Houston’s desire for a more sophisticated lifestyle compares the cultivation of his ambitions with the pathetically low aesthetic tastes of so much of the expenses saga – a glitter toilet seat – really! And it therefore becomes a beautiful target for farce especially when Sir Norman’s bizarre sexual habits are revealed.

It’s great slapstick stuff and well worth a visit, especially to see how many of today’s news stories appear in the script. We had amusing references to Nigella’s problems as a witness and to the current “recommendation” to raise MP salaries by 11% and the audience did have fun working out how many particular references they got. But how the German tourists sitting in the seats behind us were doing I couldn’t quite imagine.

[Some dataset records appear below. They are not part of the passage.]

#[cfg(test)]
mod tests {
    use super::*;

    fn meta_and_doc(source: Value) -> (IndexMeta, IndexedDocument) {
        let mut meta = IndexMeta::from_body(&json!({
            "settings": { "analysis": {
                "filter": { "syn": { "type": "synonym_graph", "synonyms": ["clorox,bleach"] } },
                "analyzer": {
                    "plain": { "tokenizer": "standard", "filter": ["lowercase"] },
                    "search": { "tokenizer": "standard", "filter": ["lowercase", "syn"] }
                }
            }},
            "mappings": {
                "properties": {
                    "name": { "type": "keyword", "fields": {
                        "analyzed": { "type": "text", "analyzer": "plain", "search_analyzer": "search" } } },
                    "location": { "type": "geo_point" },
                    "conversions": { "type": "nested" }
                }
            }
        }))
        .unwrap();
        let doc = meta.index_document(&source).unwrap();
        (meta, doc)
    }

    fn eval(query: Value, source: Value) -> Option<f64> {
        let (meta, doc) = meta_and_doc(source);
        let stats = CorpusStats::build([&doc]);
        evaluate(&query, Candidate { meta: &meta, doc: &doc }, &stats).unwrap()
    }

    #[test]
    fn test_multi_match_operator_and() {
        let source = json!({ "name": "Clorox Bleach" });
        let q = |text: &str| json!({ "multi_match": { "query": text, "fields": ["name.analyzed"], "operator": "and" } });

        assert!(eval(q("bleach"), source.clone()).is_some());
        assert!(eval(q("CLOROX"), source.clone()).is_some());
        assert!(eval(q("bleach soap"), source).is_none());
    }

    #[test]
    fn test_synonym_match_both_directions() {
        let q = |text: &str| json!({ "match": { "name.analyzed": { "query": text, "operator": "and" } } });
        assert!(eval(q("clorox"), json!({ "name": "Bleach" })).is_some());
        assert!(eval(q("bleach"), json!({ "name": "Clorox" })).is_some());
    }

    #[test]
    fn test_fuzziness() {
        let q = json!({ "multi_match": { "query": "beer", "fields": ["name.analyzed"], "fuzziness": "AUTO" } });
        assert!(eval(q, json!({ "name": "Gummy Bear" })).is_some());

        let q = json!({ "multi_match": { "query": "beer", "fields": ["name.analyzed"] } });
        assert!(eval(q, json!({ "name": "Gummy Bear" })).is_none());
    }

    #[test]
    fn test_bool_filters() {
        let source = json!({ "name": "Gummy Bear", "in_stock": true, "orders_count": 3, "user_ids": ["u1"] });
        let q = json!({ "bool": {
            "must": [{ "match_all": {} }],
            "filter": [{ "term": { "in_stock": true } }, { "range": { "orders_count": { "gte": 2 } } }],
            "must_not": [{ "term": { "name": "Altoid Mints" } }]
        }});
        assert!(eval(q, source.clone()).is_some());

        let q = json!({ "bool": { "filter": [{ "terms": { "user_ids": ["u2", "u3"] } }] } });
        assert!(eval(q, source.clone()).is_none());

        let q = json!({ "bool": { "must": [{ "match_all": {} }],
            "should": [{ "term": { "user_ids": { "value": "u1", "boost": 10.0 } } }] } });
        assert_eq!(eval(q, source), Some(11.0));
    }

    #[test]
    fn test_geo_distance() {
        let source = json!({ "location": [-122.42, 37.77] });
        let near = |distance: &str| json!({ "geo_distance": { "distance": distance, "location": { "lat": 37.80, "lon": -122.40 } } });

        assert!(eval(near("10km"), source.clone()).is_some());
        assert!(eval(near("1km"), source).is_none());
        assert!(eval(near("10km"), json!({ "name": "nowhere" })).is_none());
    }

    #[test]
    fn test_nested_function_score() {
        let source = json!({ "conversions": [{ "query": "bear", "count": 5 }, { "query": "candy", "count": 1 }] });
        let q = json!({ "nested": { "path": "conversions", "score_mode": "sum", "query": { "function_score": {
            "query": { "term": { "conversions.query": "bear" } },
            "field_value_factor": { "field": "conversions.count", "modifier": "ln2p" },
            "boost_mode": "replace"
        }}}});
        let score = eval(q, source).unwrap();
        assert!((score - 7f64.ln()).abs() < 1e-9);
    }

    #[test]
    fn test_edit_distance() {
        assert_eq!(edit_distance("beer", "bear"), 1);
        assert_eq!(edit_distance("ab", "ba"), 1);
        assert_eq!(edit_distance("", "abc"), 3);
    }

    #[test]
    fn test_haversine() {
        let sf = (37.7749, -122.4194);
        let oakland = (37.8044, -122.2712);
        let km = haversine_km(sf, oakland);
        assert!(km > 12.0 && km < 14.0);
    }

    #[test]
    fn test_unknown_query_rejected() {
        let (meta, doc) = meta_and_doc(json!({ "name": "x" }));
        let stats = CorpusStats::build([&doc]);
        let err = evaluate(&json!({ "percolate": {} }), Candidate { meta: &meta, doc: &doc }, &stats).unwrap_err();
        assert!(matches!(err, EngineError::Rejected { status: 400, .. }));
    }
}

But the amount of custard pie thrown at Sir Norman smacked a little of desperation. Both the play and the players found it difficult to keep a consistently high volume of laughs. I rather wonder whether this displayed a difficulty between the two authors. That obviously works well on occasions – see Frank Muir and Dennis Norden but the Duck House left me feeling that sometimes we were watching a not completely happy compromise between a subtle political satire and an uproarious Whitehall farce.

At the heart of the saga is the belief, of course, amongst many MPs (and residents of what Washington would call the Beltway – not exactly the metropolitan elite more the M25 Ringway) that they are under-paid and, since they deserve to get paid more, then clearly it is perfectly acceptable to buck the system. Indeed, as the curtain falls, Miller as the hapless Houston, his career falling apart, makes a very explicit plea for some decent objectivity from the audience.

But surely the problem is that most people do not think of £70K being a very low salary. Moreover, there is no evidence that the pay levels are seriously detracting from the numbers wishing to become MPs. And the script did not look at both sides of what is surely a valid debate. As a result, the audience was left feeling that, if anything, MPs as venal and incompetent as those on stage are over-paid and not under-paid.